Module (chicken string)

This module contains procedures which can perform various useful string operations.

conc

[procedure] (conc X ...)

Returns a string with the string-represenation of all arguments concatenated together. conc could be implemented as

(define (conc . args)
  (apply string-append (map ->string args)) )

->string

[procedure] (->string X)

Returns a string-representation of X.

string-chop

[procedure] (string-chop STRING LENGTH)

Returns a list of substrings taken by chopping STRING every LENGTH characters:

(string-chop "one two three" 4)  ==>  ("one " "two " "thre" "e")

string-chomp

[procedure] (string-chomp STRING [SUFFIX])

If STRING ends with SUFFIX, then this procedure returns a copy of its first argument with the suffix removed, otherwise returns STRING unchanged. SUFFIX defaults to "\n".

string-compare3

[procedure] (string-compare3 STRING1 STRING2)
[procedure] (string-compare3-ci STRING1 STRING2)

Perform a three-way comparison between the STRING1 and STRING2, returning either -1 if STRING1 is lexicographically less than STRING2, 0 if it is equal, or 1 if it s greater. string-compare3-ci performs a case-insensitive comparison.

string-intersperse

[procedure] (string-intersperse LIST [STRING])

Returns a string that contains all strings in LIST concatenated together. STRING is placed between each concatenated string and defaults to " ".

(string-intersperse '("one" "two") "three")

is equivalent to

(apply string-append (intersperse '("one" "two") "three"))

string-split

[procedure] (string-split STRING [DELIMITER-STRING [KEEPEMPTY]])

Split string into substrings delimited by any of the characters given in the delimiter string.
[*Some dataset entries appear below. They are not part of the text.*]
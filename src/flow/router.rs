//! Stage router — pure (stage, event) → (action, next stage) table.
//!
//! The router never sees raw text. Free-text classification happens in the
//! reasoning agent; only its categorical [`Intent`] reaches this table.

use serde::{Deserialize, Serialize};

use crate::session::Stage;

/// Categorical reading of a user message.
#[derive(Debug, Clone, Copy, PartialEq, Eq, Hash, Serialize, Deserialize)]
#[serde(rename_all = "snake_case")]
pub enum Intent {
    /// Wants to start the application.
    Proceed,
    /// Extracted data is correct.
    Confirm,
    /// Extracted data is wrong.
    Reject,
    /// Accepts the quoted price.
    Accept,
    /// Haggles over the price.
    Negotiate,
    /// Wants to start over.
    Restart,
    /// Anything else.
    Unrecognized,
}

impl Intent {
    pub const ALL: [Intent; 7] = [
        Intent::Proceed,
        Intent::Confirm,
        Intent::Reject,
        Intent::Accept,
        Intent::Negotiate,
        Intent::Restart,
        Intent::Unrecognized,
    ];

    pub fn as_str(&self) -> &'static str {
        match self {
            Self::Proceed => "proceed",
            Self::Confirm => "confirm",
            Self::Reject => "reject",
            Self::Accept => "accept",
            Self::Negotiate => "negotiate",
            Self::Restart => "restart",
            Self::Unrecognized => "unrecognized",
        }
    }
}

impl std::fmt::Display for Intent {
    fn fmt(&self, f: &mut std::fmt::Formatter<'_>) -> std::fmt::Result {
        f.write_str(self.as_str())
    }
}

/// Inputs the router understands.
#[derive(Debug, Clone, Copy, PartialEq, Eq)]
pub enum FlowEvent {
    Intent(Intent),
    /// The upload aggregator flushed a batch for this user.
    BatchFlushed,
}

/// Side effect the orchestrator must carry out before moving on.
#[derive(Debug, Clone, Copy, PartialEq, Eq)]
pub enum Action {
    /// Ask for the documents.
    RequestDocuments,
    /// Run the document extractor on the flushed batch.
    ExtractDocuments,
    /// Quote the fixed price.
    QuotePrice,
    /// Drop extracted fields and ask for new uploads.
    ClearFields,
    /// Generate and deliver the policy.
    DeliverPolicy,
    /// Repeat that the price is fixed.
    ReassertPrice,
    /// Clear fields, discard any pending batch, greet again.
    Restart,
    /// Stage unchanged; repeat what is expected next.
    RestateExpectation,
    /// Stage unchanged; nothing to say (redelivered batch).
    Ignore,
}

/// Outcome of routing one event.
///
/// `next` is the stage on success. When the action fails the session keeps
/// its current stage.
#[derive(Debug, Clone, Copy, PartialEq, Eq)]
pub struct Transition {
    pub action: Action,
    pub next: Stage,
}

impl Transition {
    fn to(action: Action, next: Stage) -> Self {
        Self { action, next }
    }

    fn stay(action: Action, stage: Stage) -> Self {
        Self { action, next: stage }
    }

    /// Whether a successful action moves the session.
    pub fn advances_from(&self, stage: Stage) -> bool {
        self.next != stage
    }
}

/// Look up the transition for `event` in `stage`.
pub fn route(stage: Stage, event: FlowEvent) -> Transition {
    use Intent::*;
    use Stage::*;

    match (stage, event) {
        (_, FlowEvent::Intent(Restart)) => Transition::to(Action::Restart, Greeting),

        (Greeting, FlowEvent::Intent(Proceed)) => {
            Transition::to(Action::RequestDocuments, AwaitingDocuments)
        }

        (AwaitingDocuments, FlowEvent::BatchFlushed) => {
            Transition::to(Action::ExtractDocuments, AwaitingDocumentConfirmation)
        }

        (AwaitingDocumentConfirmation, FlowEvent::Intent(Confirm)) => {
            Transition::to(Action::QuotePrice, AwaitingPriceAcceptance)
        }
        (AwaitingDocumentConfirmation, FlowEvent::Intent(Reject)) => {
            Transition::to(Action::ClearFields, AwaitingDocuments)
        }

        (AwaitingPriceAcceptance, FlowEvent::Intent(Accept)) => {
            Transition::to(Action::DeliverPolicy, PolicyIssued)
        }
        (AwaitingPriceAcceptance, FlowEvent::Intent(Negotiate)) => {
            Transition::stay(Action::ReassertPrice, AwaitingPriceAcceptance)
        }

        // A batch arriving after a successful extraction is a redelivery.
        (AwaitingDocumentConfirmation, FlowEvent::BatchFlushed) => {
            Transition::stay(Action::Ignore, AwaitingDocumentConfirmation)
        }
        (stage, FlowEvent::BatchFlushed) => Transition::stay(Action::RestateExpectation, stage),
        (stage, FlowEvent::Intent(_)) => Transition::stay(Action::RestateExpectation, stage),
    }
}

/// Replay events from Greeting assuming every action succeeds.
pub fn replay(events: impl IntoIterator<Item = FlowEvent>) -> Stage {
    events
        .into_iter()
        .fold(Stage::Greeting, |stage, event| route(stage, event).next)
}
If no delimiters are specified, a string comprising the tab, newline and space characters is assumed. If the parameter KEEPEMPTY is given and not #f, then empty substrings are retained:

(string-split "one  two  three") ==> ("one" "two" "three")
(string-split "foo:bar::baz:" ":" #t) ==> ("foo" "bar" "" "baz" "")
(string-split "foo:bar:baz,quux,zot" ":," ) ==> ("foo" "bar" "baz" "quux" "zot")

string-translate

[procedure] (string-translate STRING FROM [TO])

Returns a fresh copy of STRING with characters matching FROM translated to TO. If TO is omitted, then matching characters are removed. FROM and TO may be a character, a string or a list. If both FROM and TO are strings, then the character at the same position in TO as the matching character in FROM is substituted.

string-translate*

[procedure] (string-translate* STRING SMAP)
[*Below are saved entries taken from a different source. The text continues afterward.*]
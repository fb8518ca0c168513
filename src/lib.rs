//! Coverdesk — conversation core for a chat-based car-insurance assistant.

pub mod channels;
pub mod config;
pub mod documents;
pub mod error;
pub mod flow;
pub mod llm;
pub mod logging;
pub mod orchestrator;
pub mod policy;
pub mod retry;
pub mod session;
pub mod upload;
Substitutes elements of STRING according to SMAP. SMAP should be an association-list where each element of the list is a pair of the form (MATCH . REPLACEMENT). Every occurrence of the string MATCH in STRING will be replaced by the string REPLACEMENT:

(string-translate*
  "<h1>this is a \"string\"</h1>"
  '(("<" . "&lt;") (">" . "&gt;") ("\"" . "&quot;")) )
=>  "&lt;h1&gt;this is a &quot;string&quot;&lt;/h1&gt;"

substring=?

[procedure] (substring=? STRING1 STRING2 [START1 [START2 [LENGTH]]])
[procedure] (substring-ci=? STRING1 STRING2 [START1 [START2 [LENGTH]]])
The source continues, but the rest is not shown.